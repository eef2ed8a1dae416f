//! Cold-start recovery: load existing SSTs and replay the WAL.
use anyhow::Result;
use std::fs;
use std::path::{Path, PathBuf};
use std::sync::Mutex;
use tracing::{info, warn};

use memtable::Memtable;
use sstable::SSTableReader;
use wal::WalWriter;

use crate::{Engine, State, WAL_FILENAME, WAL_SUBDIR, SST_SUBDIR, L0_COMPACTION_TRIGGER};

impl Engine {
    /// Creates or recovers an engine rooted at `data_dir`.
    ///
    /// `data_dir/wal` and `data_dir/sstable` are created if missing.
    /// Existing SSTs are loaded in ascending sequence order, each keeping
    /// the level recorded in its own metadata header — recovery never
    /// assumes level 0 for a recovered table. The WAL is then replayed
    /// into a fresh Memtable; if the replayed Memtable already exceeds
    /// `memtable_size_threshold`, it is flushed immediately.
    pub fn open<P: AsRef<Path>>(data_dir: P, memtable_size_threshold: usize) -> Result<Self> {
        let data_dir = data_dir.as_ref();
        let wal_dir = data_dir.join(WAL_SUBDIR);
        let sst_dir = data_dir.join(SST_SUBDIR);
        fs::create_dir_all(&wal_dir)?;
        fs::create_dir_all(&sst_dir)?;
        let wal_path = wal_dir.join(WAL_FILENAME);

        let (ssts, next_sequence) = Self::load_sstables(&sst_dir)?;

        let records = wal::recover(&wal_path)?;
        let mut mem = Memtable::new();
        for (key, value) in records {
            mem.put(key, value);
        }

        info!(
            sstables = ssts.len(),
            wal_records = mem.len(),
            "engine recovered"
        );

        let wal_sync = true;
        let wal_writer = WalWriter::create(&wal_path, wal_sync)?;

        let mut state = State {
            mem,
            ssts,
            wal_writer,
            wal_path,
            sst_dir,
            next_sequence,
            memtable_size_threshold,
            l0_compaction_trigger: L0_COMPACTION_TRIGGER,
            wal_sync,
        };

        if state.mem.size() >= state.memtable_size_threshold {
            state.flush()?;
        }

        Ok(Engine {
            inner: Mutex::new(state),
        })
    }

    /// Enumerates `sst_<sequence>.sst` files, loads each in ascending
    /// sequence order (skipping unreadable ones with a log), and returns
    /// the loaded readers alongside the next sequence number to assign.
    ///
    /// `next_sequence` is derived from every filename found, not just the
    /// ones that load successfully — a corrupt file still occupies its
    /// sequence number and must not be reissued on the next flush.
    fn load_sstables(sst_dir: &Path) -> Result<(Vec<SSTableReader>, u64)> {
        let mut found: Vec<(u64, PathBuf)> = fs::read_dir(sst_dir)?
            .filter_map(|e| e.ok())
            .map(|e| e.path())
            .filter_map(|path| {
                let name = path.file_name()?.to_str()?;
                parse_sequence(name).map(|seq| (seq, path))
            })
            .collect();
        found.sort_by_key(|(seq, _)| *seq);

        let max_seq = found.iter().map(|(seq, _)| *seq).max();

        let mut ssts = Vec::with_capacity(found.len());
        for (_, path) in found {
            match SSTableReader::open(&path) {
                Ok(reader) => ssts.push(reader),
                Err(err) => {
                    warn!(?path, %err, "skipping unreadable sstable during recovery");
                }
            }
        }

        Ok((ssts, max_seq.map_or(0, |m| m + 1)))
    }
}

fn parse_sequence(filename: &str) -> Option<u64> {
    filename
        .strip_prefix("sst_")?
        .strip_suffix(".sst")?
        .parse()
        .ok()
}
········
Problem to solve:
The required answer is the exact run of lines above starting at the line with "order, each keeping" and ending at the line with "is flushed immediately.", with both ends present.

Response to the task:
    /// Existing SSTs are loaded in ascending sequence order, each keeping
    /// the level recorded in its own metadata header — recovery never
    /// assumes level 0 for a recovered table. The WAL is then replayed
    /// into a fresh Memtable; if the replayed Memtable already exceeds
    /// `memtable_size_threshold`, it is flushed immediately.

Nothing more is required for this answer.